Very important. What's more, I don't think we should give up long-term visions. I agree with the factory girls in Lowell in 1850. I think wage slavery is an attack on fundamental human rights. I think those who work in the plants should own them. I think we should struggle against what was then the "new spirit of the age": gain wealth, forgetting everybody but yourself. Yes, that's all degrading and destructive, and in the long term -- I don't know how long -- it should be dismantled. But right now there are serious problems to deal with, like 30 million Americans who don't have enough to eat, or people elsewhere in the world who are far worse off, and who are, in fact, under our boot, we're grinding them into the dust. Those are short-term things that can be dealt with. There's nothing wrong with making small gains, like the gains that I was talking about before, from the sixties until today. They're extremely important for human lives. It doesn't mean that there are not a lot mountain peaks to climb, there are. But you do what's within range.

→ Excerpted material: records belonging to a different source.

// Copyright 2023 Strixpyrr
//
// Licensed under the Apache License, Version 2.0 (the "License");
// you may not use this file except in compliance with the License.
// You may obtain a copy of the License at
//
//     http://www.apache.org/licenses/LICENSE-2.0
//
// Unless required by applicable law or agreed to in writing, software
// distributed under the License is distributed on an "AS IS" BASIS,
// WITHOUT WARRANTIES OR CONDITIONS OF ANY KIND, either express or implied.
// See the License for the specific language governing permissions and
// limitations under the License.

use pretty_assertions::assert_eq;
use sluice_io::codec::{GzipDecoder, GzipEncoder};
use sluice_io::transform::{Transformation, TransformResult};
use sluice_io::RawSink;

fn gzip(input: &[u8], level: i32) -> Vec<u8> {
	let mut encoder = GzipEncoder::new(level).unwrap();
	let mut out = vec![0u8; input.len() * 2 + 256];
	let mut produced = 0;
	if let TransformResult::Ok { produced: p, .. } =
		encoder.transform(input, &mut out[produced..]).unwrap()
	{
		produced += p;
	}
	loop {
		match encoder.finish(&mut out[produced..]).unwrap() {
			TransformResult::Done { produced: p, .. } => {
				produced += p;
				break;
			}
			TransformResult::Ok { produced: p, .. } => produced += p,
			TransformResult::OutputRequired(_) => panic!("test buffer too small"),
		}
	}
	out.truncate(produced);
	out
}

fn gunzip(compressed: &[u8], expected_len: usize) -> Vec<u8> {
	let mut decoder = GzipDecoder::new();
	let mut out = vec![0u8; expected_len + 256];
	let mut in_off = 0;
	let mut out_off = 0;
	loop {
		match decoder.transform(&compressed[in_off..], &mut out[out_off..]).unwrap() {
			TransformResult::Ok { consumed, produced } => {
				in_off += consumed;
				out_off += produced;
			}
			TransformResult::Done { consumed, produced } => {
				in_off += consumed;
				out_off += produced;
				break;
			}
			TransformResult::OutputRequired(_) => panic!("test buffer too small"),
		}
	}
	out.truncate(out_off);
	out
}

#[test]
fn s4_gzip_round_trip_and_format_identity() {
	let input = b"Hello, World!";
	let compressed = gzip(input, 6);

	assert_eq!(&compressed[..3], &[0x1F, 0x8B, 0x08]);
	let size_field = u32::from_le_bytes(compressed[compressed.len() - 4..].try_into().unwrap());
	assert_eq!(size_field, input.len() as u32);

	let decompressed = gunzip(&compressed, input.len());
	assert_eq!(decompressed, input);
}

#[test]
fn s5_deflate_level_bounds() {
	use sluice_io::codec::DeflateEncoder;
	assert!(DeflateEncoder::new(-1).is_err());
	assert!(DeflateEncoder::new(10).is_err());

	let input = b"some reasonably compressible text ".repeat(4);
	let mut encoder = DeflateEncoder::new(0).unwrap();
	let mut out = vec![0u8; input.len() * 2 + 64];
	let mut produced = 0;
	if let TransformResult::Ok { produced: p, .. } = encoder.transform(&input, &mut out).unwrap() {
		produced = p;
	}
	if let TransformResult::Done { produced: p, .. } =
		encoder.finish(&mut out[produced..]).unwrap()
	{
		produced += p;
	}
	assert!(produced >= input.len());
}

#[test]
fn s6_truncated_gzip_is_malformed() {
	let input = b"some plaintext worth compressing ".repeat(8);
	let compressed = gzip(&input, 6);
	let truncated = &compressed[..20.min(compressed.len())];

	let mut decoder = GzipDecoder::new();
	let mut out = vec![0u8; input.len() + 64];
	let mut in_off = 0;
	let err = loop {
		match decoder.transform(&truncated[in_off..], &mut out) {
			Ok(TransformResult::Ok { consumed, .. }) => {
				in_off += consumed;
				if consumed == 0 {
					break decoder.finish(&mut []).unwrap_err();
				}
			}
			Ok(TransformResult::Done { .. }) => panic!("truncated stream should not finish cleanly"),
			Ok(TransformResult::OutputRequired(_)) => panic!("test buffer too small"),
			Err(e) => break e,
		}
	};
	assert_eq!(err.kind(), sluice_io::error::Kind::MalformedInput);
}

#[test]
fn deflate_and_gzip_agree_on_raw_source_sink_plumbing() {
	use sluice_io::transform::{TransformingSink, TransformingSource};
	use sluice_io::BufferedSource;
	use sluice_io::Buffer;

	let payload = b"round trip through the raw source/sink adapters".repeat(50);

	let mut compressed_store = Vec::new();
	{
		let sink = sluice_io::WriterSink::new(&mut compressed_store);
		let mut sink = TransformingSink::new(sink, GzipEncoder::new(6).unwrap());
		let mut input = Buffer::new();
		input.write_from_slice(&payload);
		let n = input.size();
		sink.write_from(&mut input, n).unwrap();
		sink.close().unwrap();
	}

	let source = TransformingSource::new(compressed_store.as_slice(), GzipDecoder::new());
	let mut source = BufferedSource::new(source);
	let mut decompressed = Vec::new();
	let mut sink = sluice_io::WriterSink::new(&mut decompressed);
	source.read_all(&mut sink).unwrap();

	assert_eq!(decompressed, payload);
}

The same in the sciences. You might like to solve the problems of, say, what causes human action, but the problems you work on are the ones that are right at the edge of your understanding. There's a famous joke about a drunk under a lamppost looking at the ground, and somebody comes up and asks him "What are you looking for?" He says, "I'm looking for a pencil that I dropped." They said, "Well, where did you drop it?" He says, "Oh, I dropped it across the street." "Well, why are looking here?" "This is where the light is." That's the way the sciences work. Maybe the problem you would like to solve is across the street, but you have to work where the light is. If you try to move it a little further, maybe ultimately you'll get across the street. The same is true in human affairs. I think the same is true in personal relations. You have problems with your kids, that's the way you have to deal with it.

One final question, and I understand your unwillingness to focus on heroes or to be made into a hero, but if an activist is watching or reading this interview, what lesson might they draw from your life about what they can do in their life, with regard to the issues that are of concern to them?

Last night I gave a talk in Berkeley to a big mob of people about U.S. and the Middle East, and Israel and Palestine, and Turkey, and these things. Who is responsible for that talk? Not me. I flew in from Boston, came over and gave a talk. The people responsible for that are the people working on it, the people working day after day to create the organizational structures, the support systems, to go up and back to work with oppressed people over there. Maybe their names won't enter some record, but they're the ones who are leading everything. I come in and it's a privilege for me to be able to join them for an hour, but that's easy. You know, get up and give a talk, it's no big deal. Working on it day after day, all the time, that's hard, and that's important, and that's what changes the world, not somebody coming in and giving a talk.

Noam, thank you very much for joining us today. It was a fascinating discussion of at least some aspects of your life and your work. Thank you.

Thank you.

And thank you very much for joining us for this Conversation with History.